C’è chi ha i mezzi ma non le ragioni per vivere

PENSIERO PER DOMENICA – VI TEMPO ORDINARIO – 17 FEBBRAIO

Le beatitudini, proclamate da Gesù, che quest’anno leggiamo nella versione di Luca (6,17-23), sono le utopie di un visionario o una raffigurazione della condizione umana molto più realistica di quanto possa apparire a prima vista? Intanto sono un messaggio per tutti: di speranza per i poveri, di invito alla conversione per i ricchi.

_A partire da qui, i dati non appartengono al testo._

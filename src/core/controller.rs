//! Render/interaction controller.
//!
//! Drives one timeline view through its render cycle:
//! `Idle -> Loading -> Built -> Rendered -> Idle`. Zoom, fit and filter
//! changes re-enter `Built` from the cached records without refetching;
//! data changes require a new load. Every load is stamped with a generation
//! so a slow fetch that resolves after a newer one is discarded.

use log::{debug, info};

use super::calendar::CalendarDate;
use super::mapper::{self, DEFAULT_ZOOM, ZOOM_STEP};
use super::record::RecordSet;
use super::segment::{Segment, SegmentKind, SegmentMeta};
use super::timeline::{SegmentKey, Timeline, TimelineLayout, TimelineOptions, build_timeline};

/// Where the controller is in its render cycle.
#[derive(Debug, Clone, Copy, Default, PartialEq, Eq)]
pub enum RenderPhase {
    /// Nothing pending
    #[default]
    Idle,
    /// Waiting for records from the data service
    Loading,
    /// Segments and geometry computed, not yet drawn
    Built,
    /// Geometry drawn
    Rendered,
}

/// Handle for one in-flight load.
#[derive(Debug, Clone, Copy, PartialEq, Eq)]
pub struct LoadTicket {
    generation: u64,
}

impl LoadTicket {
    pub fn generation(&self) -> u64 {
        self.generation
    }
}

/// Read-only details of an activated segment.
#[derive(Debug, Clone, PartialEq)]
pub struct DetailView {
    pub kind: SegmentKind,
    pub label: String,
    pub start: CalendarDate,
    pub end: CalendarDate,
    pub meta: SegmentMeta,
}

type ActivationHook = Box<dyn FnMut(SegmentKind, &SegmentMeta)>;

/// Owns the timeline state for one view.
pub struct TimelineController {
    phase: RenderPhase,
    generation: u64,
    zoom: f32,
    options: TimelineOptions,
    records: Option<RecordSet>,
    timeline: Option<Timeline>,
    layout: Option<TimelineLayout>,
    detail: Option<DetailView>,
    needs_reload: bool,
    on_activated: Option<ActivationHook>,
}

impl Default for TimelineController {
    fn default() -> Self {
        Self::new(TimelineOptions::default(), DEFAULT_ZOOM)
    }
}

impl std::fmt::Debug for TimelineController {
    fn fmt(&self, f: &mut std::fmt::Formatter<'_>) -> std::fmt::Result {
        f.debug_struct("TimelineController")
            .field("phase", &self.phase)
            .field("generation", &self.generation)
            .field("zoom", &self.zoom)
            .field("needs_reload", &self.needs_reload)
            .finish_non_exhaustive()
    }
}

impl TimelineController {
    /// Create a controller. The first load is requested immediately.
    pub fn new(options: TimelineOptions, zoom: f32) -> Self {
        Self {
            phase: RenderPhase::Idle,
            generation: 0,
            zoom: mapper::clamp_zoom(zoom),
            options,
            records: None,
            timeline: None,
            layout: None,
            detail: None,
            needs_reload: true,
            on_activated: None,
        }
    }

    /// Register the hook called whenever a segment is activated.
    pub fn set_activation_hook(&mut self, hook: impl FnMut(SegmentKind, &SegmentMeta) + 'static) {
        self.on_activated = Some(Box::new(hook));
    }

    pub fn phase(&self) -> RenderPhase {
        self.phase
    }

    pub fn zoom(&self) -> f32 {
        self.zoom
    }

    pub fn options(&self) -> &TimelineOptions {
        &self.options
    }

    pub fn timeline(&self) -> Option<&Timeline> {
        self.timeline.as_ref()
    }

    pub fn layout(&self) -> Option<&TimelineLayout> {
        self.layout.as_ref()
    }

    pub fn detail(&self) -> Option<&DetailView> {
        self.detail.as_ref()
    }

    /// Check if the underlying records changed and a load should start.
    pub fn needs_reload(&self) -> bool {
        self.needs_reload
    }

    /// Mark the source records as changed.
    pub fn invalidate(&mut self) {
        self.needs_reload = true;
    }

    /// Start a load. Any load still in flight becomes stale.
    pub fn begin_load(&mut self) -> LoadTicket {
        self.generation += 1;
        self.needs_reload = false;
        self.phase = RenderPhase::Loading;
        debug!("load generation {} started", self.generation);
        LoadTicket {
            generation: self.generation,
        }
    }

    /// Accept the records of a finished load.
    ///
    /// Returns false (and changes nothing) if a newer load has started since
    /// `ticket` was issued.
    pub fn complete_load(&mut self, ticket: LoadTicket, records: RecordSet) -> bool {
        if ticket.generation != self.generation {
            debug!(
                "discarding stale load generation {} (current {})",
                ticket.generation, self.generation
            );
            return false;
        }

        info!(
            "loaded {} records (generation {})",
            records.len(),
            ticket.generation
        );
        self.records = Some(records);
        self.detail = None;
        self.rebuild();
        true
    }

    /// Replace the per-render options and rebuild from the cached records.
    pub fn set_options(&mut self, options: TimelineOptions) {
        if options == self.options {
            return;
        }
        self.options = options;
        if self.records.is_some() {
            self.rebuild();
        }
    }

    fn rebuild(&mut self) {
        let timeline = match &self.records {
            Some(records) => build_timeline(records, &self.options),
            None => build_timeline(&RecordSet::default(), &self.options),
        };
        self.layout = Some(TimelineLayout::compute(&timeline, self.zoom));
        self.timeline = Some(timeline);
        self.phase = RenderPhase::Built;
    }

    /// Recompute geometry only. No-op before the first build.
    fn relayout(&mut self) {
        if let Some(timeline) = &self.timeline {
            self.layout = Some(TimelineLayout::compute(timeline, self.zoom));
            self.phase = RenderPhase::Built;
        }
    }

    /// Set the zoom factor, clamped to the valid band.
    pub fn set_zoom(&mut self, zoom: f32) {
        let zoom = mapper::clamp_zoom(zoom);
        if zoom == self.zoom {
            return;
        }
        self.zoom = zoom;
        self.relayout();
    }

    pub fn zoom_in(&mut self) {
        self.set_zoom(self.zoom + ZOOM_STEP);
    }

    pub fn zoom_out(&mut self) {
        self.set_zoom(self.zoom - ZOOM_STEP);
    }

    /// Zoom so the whole range spans a bit more than the viewport.
    pub fn fit(&mut self, viewport_width: f32) {
        let month_count = self
            .timeline
            .as_ref()
            .map(|t| t.range.month_count())
            .unwrap_or(0);
        self.set_zoom(mapper::fit_zoom(month_count, viewport_width));
    }

    /// Record that the current geometry has been drawn.
    pub fn mark_rendered(&mut self) {
        if self.phase == RenderPhase::Built {
            self.phase = RenderPhase::Rendered;
        }
    }

    /// Return to idle once a drawn frame needs no further work.
    pub fn settle(&mut self) {
        if self.phase == RenderPhase::Rendered {
            self.phase = RenderPhase::Idle;
        }
    }

    /// Activate the segment under a point in timeline body coordinates.
    pub fn activate_at(&mut self, x: f32, y: f32) -> bool {
        let key = self.layout.as_ref().and_then(|l| l.hit_test(x, y));
        match key {
            Some(key) => self.activate(key),
            None => false,
        }
    }

    /// Open the detail view for the segment at `key`.
    pub fn activate(&mut self, key: SegmentKey) -> bool {
        let Some(segment) = self.timeline.as_ref().and_then(|t| t.segment(key)) else {
            return false;
        };
        self.open_detail(segment.clone())
    }

    /// Open the detail view for the segment built from `meta`.
    ///
    /// Matches on the source collection, id and role, so an event and the
    /// separate record marking its end stay distinct.
    pub fn activate_segment(&mut self, kind: SegmentKind, meta: &SegmentMeta) -> bool {
        let found = self.timeline.as_ref().and_then(|t| {
            t.lanes
                .iter()
                .flat_map(|lane| lane.all_segments())
                .find(|s| {
                    s.kind == kind
                        && s.meta.collection == meta.collection
                        && s.meta.id == meta.id
                        && s.meta.role == meta.role
                })
                .cloned()
        });
        match found {
            Some(segment) => self.open_detail(segment),
            None => false,
        }
    }

    /// Notify the activation hook and show the segment's details.
    fn open_detail(&mut self, segment: Segment) -> bool {
        let detail = DetailView {
            kind: segment.kind,
            start: segment.start_day().date(),
            end: segment.end_day().date(),
            label: segment.label,
            meta: segment.meta,
        };

        if let Some(hook) = self.on_activated.as_mut() {
            hook(detail.kind, &detail.meta);
        }
        self.detail = Some(detail);
        true
    }

    /// Close the detail view without refetching.
    pub fn close_detail(&mut self) {
        if self.detail.take().is_some() && self.phase == RenderPhase::Idle {
            self.phase = RenderPhase::Rendered;
        }
    }
}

Un’immagine realistica della condizione umana è offerta già da Geremia (17,5-8). I suoi sono toni profetici e riflettono lo stato d’animo di un giovane uomo, oltraggiato e perseguitato fin quasi a perdere ogni fiducia nella bontà del genere umano. Usa immagini parlanti – due alberi piantati, l’uno in terra arida, l’altro lungo un corso d’acqua – per esprimere la diversa sorte di chi confida nell’uomo o in Dio. Immagini che parlano anche a noi che abbiamo confuso la felicità con il benessere materiale, che soffriamo la sete perché non abbiamo più ragioni per vivere e guardare al futuro con fiducia.

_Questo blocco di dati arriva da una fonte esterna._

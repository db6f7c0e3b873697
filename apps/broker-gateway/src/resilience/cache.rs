//! Short-TTL response cache keyed by endpoint and canonical parameters.
//!
//! Entries expire when `now - stored_at > ttl`. Expired entries are evicted
//! lazily on read and by [`ResponseCache::sweep_expired`].

use std::collections::{BTreeMap, HashMap};
use std::sync::Arc;
use std::time::Duration;

use parking_lot::Mutex;
use serde::{Deserialize, Serialize};
use serde_json::Value;
use tokio::time::Instant;

use super::clock::Clock;

/// Cache key: endpoint plus sorted `key=value` parameter string.
#[derive(Debug, Clone, PartialEq, Eq, Hash)]
pub struct CacheKey {
    endpoint: String,
    params: String,
}

impl CacheKey {
    /// Build a key from an endpoint and its parameters.
    #[must_use]
    pub fn new(endpoint: &str, params: &BTreeMap<String, String>) -> Self {
        Self {
            endpoint: endpoint.to_string(),
            params: canonical_params(params),
        }
    }

    /// Endpoint component.
    #[must_use]
    pub fn endpoint(&self) -> &str {
        &self.endpoint
    }
}

impl std::fmt::Display for CacheKey {
    fn fmt(&self, f: &mut std::fmt::Formatter<'_>) -> std::fmt::Result {
        write!(f, "{}?{}", self.endpoint, self.params)
    }
}

/// Render parameters as `a=1&b=2` in key order.
#[must_use]
pub fn canonical_params(params: &BTreeMap<String, String>) -> String {
    params
        .iter()
        .map(|(k, v)| format!("{k}={v}"))
        .collect::<Vec<_>>()
        .join("&")
}

#[derive(Debug, Clone)]
struct CacheEntry {
    value: Value,
    stored_at: Instant,
    ttl: Duration,
}

impl CacheEntry {
    fn is_expired(&self, now: Instant) -> bool {
        now.saturating_duration_since(self.stored_at) > self.ttl
    }
}

/// Cache counters.
#[derive(Debug, Clone, Copy, Default, PartialEq, Eq, Serialize, Deserialize)]
pub struct CacheStats {
    /// Live entries (including not-yet-swept expired ones).
    pub entries: usize,
    /// Reads served from the cache.
    pub hits: u64,
    /// Reads that fell through.
    pub misses: u64,
    /// Entries removed by expiry, capacity or invalidation.
    pub evictions: u64,
}

#[derive(Debug, Default)]
struct CacheInner {
    entries: HashMap<CacheKey, CacheEntry>,
    hits: u64,
    misses: u64,
    evictions: u64,
}

/// Thread-safe TTL cache of remote payloads.
#[derive(Debug)]
pub struct ResponseCache {
    inner: Mutex<CacheInner>,
    max_entries: usize,
    clock: Arc<dyn Clock>,
}

impl ResponseCache {
    /// Create an empty cache bounded to `max_entries`.
    #[must_use]
    pub fn new(max_entries: usize, clock: Arc<dyn Clock>) -> Self {
        Self {
            inner: Mutex::new(CacheInner::default()),
            max_entries: max_entries.max(1),
            clock,
        }
    }

    /// Fetch a live entry.
    pub fn get(&self, key: &CacheKey) -> Option<Value> {
        let now = self.clock.now();
        let mut inner = self.inner.lock();

        match inner.entries.get(key) {
            Some(entry) if !entry.is_expired(now) => {
                let value = entry.value.clone();
                inner.hits += 1;
                Some(value)
            }
            Some(_) => {
                inner.entries.remove(key);
                inner.evictions += 1;
                inner.misses += 1;
                None
            }
            None => {
                inner.misses += 1;
                None
            }
        }
    }

    /// Store a value. A zero TTL disables caching for the call.
    pub fn put(&self, key: CacheKey, value: Value, ttl: Duration) {
        if ttl.is_zero() {
            return;
        }

        let now = self.clock.now();
        let mut inner = self.inner.lock();

        if !inner.entries.contains_key(&key) && inner.entries.len() >= self.max_entries {
            let oldest = inner
                .entries
                .iter()
                .min_by_key(|(_, entry)| entry.stored_at)
                .map(|(k, _)| k.clone());
            if let Some(oldest) = oldest {
                inner.entries.remove(&oldest);
                inner.evictions += 1;
            }
        }

        inner.entries.insert(
            key,
            CacheEntry {
                value,
                stored_at: now,
                ttl,
            },
        );
    }

    /// Drop every entry for `endpoint`. Returns the number removed.
    pub fn invalidate_endpoint(&self, endpoint: &str) -> usize {
        let mut inner = self.inner.lock();
        let before = inner.entries.len();
        inner.entries.retain(|key, _| key.endpoint != endpoint);
        let removed = before - inner.entries.len();
        inner.evictions += removed as u64;
        removed
    }

    /// Remove expired entries. Returns the number removed.
    pub fn sweep_expired(&self) -> usize {
        let now = self.clock.now();
        let mut inner = self.inner.lock();
        let before = inner.entries.len();
        inner.entries.retain(|_, entry| !entry.is_expired(now));
        let removed = before - inner.entries.len();
        inner.evictions += removed as u64;
        removed
    }

    /// Remove everything.
    pub fn clear(&self) {
        let mut inner = self.inner.lock();
        let removed = inner.entries.len();
        inner.entries.clear();
        inner.evictions += removed as u64;
    }

    /// Current counters.
    #[must_use]
    pub fn stats(&self) -> CacheStats {
        let inner = self.inner.lock();
        CacheStats {
            entries: inner.entries.len(),
            hits: inner.hits,
            misses: inner.misses,
            evictions: inner.evictions,
        }
    }
}

#[cfg(test)]
mod tests {
    use serde_json::json;

    use super::*;
    use crate::resilience::clock::ManualClock;

    fn key(endpoint: &str, code: &str) -> CacheKey {
        let mut params = BTreeMap::new();
        params.insert("stock_code".to_string(), code.to_string());
        CacheKey::new(endpoint, &params)
    }

    fn cache(max_entries: usize) -> (ResponseCache, Arc<ManualClock>) {
        let clock = Arc::new(ManualClock::new());
        (ResponseCache::new(max_entries, clock.clone()), clock)
    }

    #[test]
    fn test_canonical_params_are_sorted() {
        let mut params = BTreeMap::new();
        params.insert("b".to_string(), "2".to_string());
        params.insert("a".to_string(), "1".to_string());
        assert_eq!(canonical_params(&params), "a=1&b=2");
        assert_eq!(CacheKey::new("quote", &params).to_string(), "quote?a=1&b=2");
    }

    #[test]
    fn test_hit_within_ttl_and_expiry_after() {
        let (cache, clock) = cache(16);
        let value = json!({"ltp": 101.5});
        cache.put(key("quote", "NIFTY"), value.clone(), Duration::from_secs(5));

        clock.advance(Duration::from_secs(5));
        assert_eq!(cache.get(&key("quote", "NIFTY")), Some(value));

        clock.advance(Duration::from_millis(1));
        assert_eq!(cache.get(&key("quote", "NIFTY")), None);

        let stats = cache.stats();
        assert_eq!(stats.hits, 1);
        assert_eq!(stats.misses, 1);
        assert_eq!(stats.evictions, 1);
        assert_eq!(stats.entries, 0);
    }

    #[test]
    fn test_zero_ttl_is_not_stored() {
        let (cache, _) = cache(16);
        cache.put(key("quote", "NIFTY"), json!(1), Duration::ZERO);
        assert_eq!(cache.stats().entries, 0);
    }

    #[test]
    fn test_full_cache_evicts_oldest() {
        let (cache, clock) = cache(2);
        cache.put(key("quote", "A"), json!("a"), Duration::from_secs(60));
        clock.advance(Duration::from_secs(1));
        cache.put(key("quote", "B"), json!("b"), Duration::from_secs(60));
        clock.advance(Duration::from_secs(1));
        cache.put(key("quote", "C"), json!("c"), Duration::from_secs(60));

        assert_eq!(cache.get(&key("quote", "A")), None);
        assert_eq!(cache.get(&key("quote", "C")), Some(json!("c")));
        assert_eq!(cache.stats().entries, 2);
    }

    #[test]
    fn test_sweep_and_invalidate() {
        let (cache, clock) = cache(16);
        cache.put(key("quote", "A"), json!(1), Duration::from_secs(5));
        cache.put(key("funds", ""), json!(2), Duration::from_secs(60));
        cache.put(key("positions", ""), json!(3), Duration::from_secs(60));

        clock.advance(Duration::from_secs(6));
        assert_eq!(cache.sweep_expired(), 1);
        assert_eq!(cache.invalidate_endpoint("funds"), 1);
        assert_eq!(cache.stats().entries, 1);

        cache.clear();
        assert_eq!(cache.stats().entries, 0);
    }
}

C’è chi ha i mezzi ma non le ragioni per vivere

Le parole di Gesù aprono scenari alternativi. Sono una provocazione. Come si fa a dire: «Beati (cioè felici!) voi poveri, voi che avete fame, voi che piangete…»? Eppure Gesù ha detto proprio questo: troppe testimonianze concordi ce ne danno conferma! È vero che anche i discepoli hanno colto in pienezza il messaggio solo dopo la risurrezione. Come conferma il passo della prima lettera di Paolo ai Corinzi (15,12.16-20), la risurrezione di Gesù è la chiave interpretativa della sua vita, del suo messaggio e delle conseguenze per noi: «Se Cristo non è risorto, vana è la vostra fede», anche la fede nelle beatitudini! Noi che, come i Corinzi, viviamo dopo la risurrezione dobbiamo però cogliere la portata del messaggio di Gesù.

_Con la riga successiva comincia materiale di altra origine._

#[cfg(test)]
mod tests {
    use rust_decimal_macros::dec;

    use super::*;

    fn entry(id: &str, instrument: &str, side: OrderSide, qty: Decimal, price: Decimal) -> LedgerEntry {
        LedgerEntry {
            entry_id: id.to_string(),
            idempotency_key: Some(id.to_string()),
            action: LedgerAction::Place,
            instrument: instrument.to_string(),
            side: Some(side),
            quantity: qty,
            price: Some(price),
            status: IdempotencyStatus::Succeeded,
            remote_order_id: Some(format!("R-{id}")),
            message: None,
            recorded_at: Utc::now(),
        }
    }

    #[tokio::test]
    async fn test_begin_is_fresh_then_duplicate() {
        let ledger = Ledger::open_in_memory().await.unwrap();
        let key = IdempotencyKey::new("k1");

        assert_eq!(ledger.begin(&key, "a=1").await.unwrap(), BeginOutcome::Fresh);

        let BeginOutcome::Duplicate(record) = ledger.begin(&key, "a=1").await.unwrap() else {
            panic!("expected duplicate");
        };
        assert_eq!(record.status, IdempotencyStatus::Pending);
        assert_eq!(record.fingerprint, "a=1");
    }

    #[tokio::test]
    async fn test_complete_transitions_and_appends_entry() {
        let ledger = Ledger::open_in_memory().await.unwrap();
        let key = IdempotencyKey::new("k1");
        ledger.begin(&key, "a=1").await.unwrap();

        let outcome = Outcome::Succeeded {
            remote_order_id: "R-k1".to_string(),
        };
        let e = entry("k1", "NIFTY", OrderSide::Buy, dec!(50), dec!(100));
        let record = ledger.complete(&key, &outcome, Some(&e)).await.unwrap();

        assert_eq!(record.status, IdempotencyStatus::Succeeded);
        assert_eq!(record.remote_order_id.as_deref(), Some("R-k1"));
        assert_eq!(ledger.trades_for_instrument("NIFTY").await.unwrap(), vec![e]);
        assert!(ledger.pending_records().await.unwrap().is_empty());
    }

    #[tokio::test]
    async fn test_complete_twice_is_integrity_error() {
        let ledger = Ledger::open_in_memory().await.unwrap();
        let key = IdempotencyKey::new("k1");
        ledger.begin(&key, "a=1").await.unwrap();

        let failed = Outcome::Failed {
            reason: "rejected".to_string(),
        };
        ledger.complete(&key, &failed, None).await.unwrap();

        let err = ledger.complete(&key, &failed, None).await.unwrap_err();
        assert!(matches!(err, LedgerError::Integrity(_)));

        let missing = IdempotencyKey::new("nope");
        let err = ledger.complete(&missing, &failed, None).await.unwrap_err();
        assert!(matches!(err, LedgerError::NotFound(_)));
    }

    #[tokio::test]
    async fn test_failed_complete_rolls_back_entry() {
        let ledger = Ledger::open_in_memory().await.unwrap();
        let key = IdempotencyKey::new("missing");
        let e = entry("missing", "NIFTY", OrderSide::Buy, dec!(1), dec!(1));

        let outcome = Outcome::Succeeded {
            remote_order_id: "R".to_string(),
        };
        assert!(ledger.complete(&key, &outcome, Some(&e)).await.is_err());
        assert!(ledger.recent_trades(10).await.unwrap().is_empty());
    }

    #[tokio::test]
    async fn test_append_entry_is_deduplicated() {
        let ledger = Ledger::open_in_memory().await.unwrap();
        let e = entry("e1", "BANKNIFTY", OrderSide::Sell, dec!(25), dec!(200));

        assert!(ledger.append_entry(&e).await.unwrap());
        assert!(!ledger.append_entry(&e).await.unwrap());
        assert_eq!(ledger.recent_trades(10).await.unwrap().len(), 1);
    }

    #[tokio::test]
    async fn test_trade_summary_and_queries() {
        let ledger = Ledger::open_in_memory().await.unwrap();
        ledger
            .append_entry(&entry("e1", "NIFTY", OrderSide::Buy, dec!(2), dec!(100)))
            .await
            .unwrap();
        ledger
            .append_entry(&entry("e2", "NIFTY", OrderSide::Sell, dec!(1), dec!(110)))
            .await
            .unwrap();
        let mut rejected = entry("e3", "NIFTY", OrderSide::Buy, dec!(9), dec!(9));
        rejected.status = IdempotencyStatus::Failed;
        ledger.append_entry(&rejected).await.unwrap();

        let summary = ledger.trade_summary().await.unwrap();
        assert_eq!(summary.trade_count, 2);
        assert_eq!(summary.bought_notional, dec!(200));
        assert_eq!(summary.sold_notional, dec!(110));

        let recent = ledger.recent_trades(2).await.unwrap();
        assert_eq!(recent[0].entry_id, "e3");
        assert_eq!(recent[1].entry_id, "e2");

        let window = ledger
            .trades_between(
                Utc::now() - chrono::Duration::hours(1),
                Utc::now() + chrono::Duration::hours(1),
            )
            .await
            .unwrap();
        assert_eq!(window.len(), 3);

        let none = ledger
            .trades_between(
                Utc::now() - chrono::Duration::hours(2),
                Utc::now() - chrono::Duration::hours(1),
            )
            .await
            .unwrap();
        assert!(none.is_empty());
    }

    #[tokio::test]
    async fn test_activity_log_is_redacted() {
        let ledger = Ledger::open_in_memory().await.unwrap();
        ledger
            .log_activity(Severity::Critical, "RECONCILIATION", "lookup failed api_key=abc", None)
            .await
            .unwrap();
        ledger
            .log_activity(Severity::Info, "ORDER", "placed", Some(&IdempotencyKey::new("k")))
            .await
            .unwrap();

        let rows = ledger.recent_activity(10).await.unwrap();
        assert_eq!(rows.len(), 2);
        assert_eq!(rows[0].category, "ORDER");
        assert_eq!(rows[0].idempotency_key.as_deref(), Some("k"));
        assert_eq!(rows[1].severity, Severity::Critical);
        assert!(!rows[1].message.contains("abc"));
    }

    #[tokio::test]
    async fn test_expire_completed_keeps_pending() {
        let ledger = Ledger::open_in_memory().await.unwrap();
        let done = IdempotencyKey::new("done");
        let open = IdempotencyKey::new("open");
        ledger.begin(&done, "x").await.unwrap();
        ledger.begin(&open, "y").await.unwrap();
        ledger
            .complete(&done, &Outcome::Failed { reason: "no".to_string() }, None)
            .await
            .unwrap();

        let removed = ledger
            .expire_completed(chrono::Duration::seconds(-60))
            .await
            .unwrap();
        assert_eq!(removed, 1);
        assert!(ledger.get_record(&done).await.unwrap().is_none());
        assert!(ledger.get_record(&open).await.unwrap().is_some());
    }

    #[tokio::test]
    async fn test_file_ledger_survives_reopen() {
        let dir = tempfile::tempdir().unwrap();
        let path = dir.path().join("nested").join("ledger.db");
        let path = path.to_str().unwrap();
        let key = IdempotencyKey::new("persist");

        let ledger = Ledger::open(path, 2).await.unwrap();
        ledger.begin(&key, "a=1").await.unwrap();
        ledger.close().await;

        let reopened = Ledger::open(path, 2).await.unwrap();
        let pending = reopened.pending_records().await.unwrap();
        assert_eq!(pending.len(), 1);
        assert_eq!(pending[0].key, key);
    }
}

Le beatitudini sono un giudizio sulla società e sulla storia. Da sempre gli uomini cercano la felicità. Ultimamente facciamo molta fatica a trovarla e a goderne in modo stabile. Abbiamo abbandonato le vie tracciate da Gesù, non abbiamo voluto credere che la felicità viene dall’amore e dalla condivisione, che una vita spesa per amare è una vita felice, anche nelle difficoltà. Allora “sono guai”. E per rendercene conto non dobbiamo nemmeno aspettare la vita dopo la morte; basta che ci guardiamo intorno. La rincorsa al benessere sta creando stress, insicurezza, competizione estrema, insoddisfazione crescente: la civiltà dell’abbondanza offre, a pochi, mezzi in eccesso per vivere, ma non ragioni per vivere. Queste forse dobbiamo aspettarle dai poveri, certo da coloro che accolgono e si lasciano guidare dalle parole di Gesù.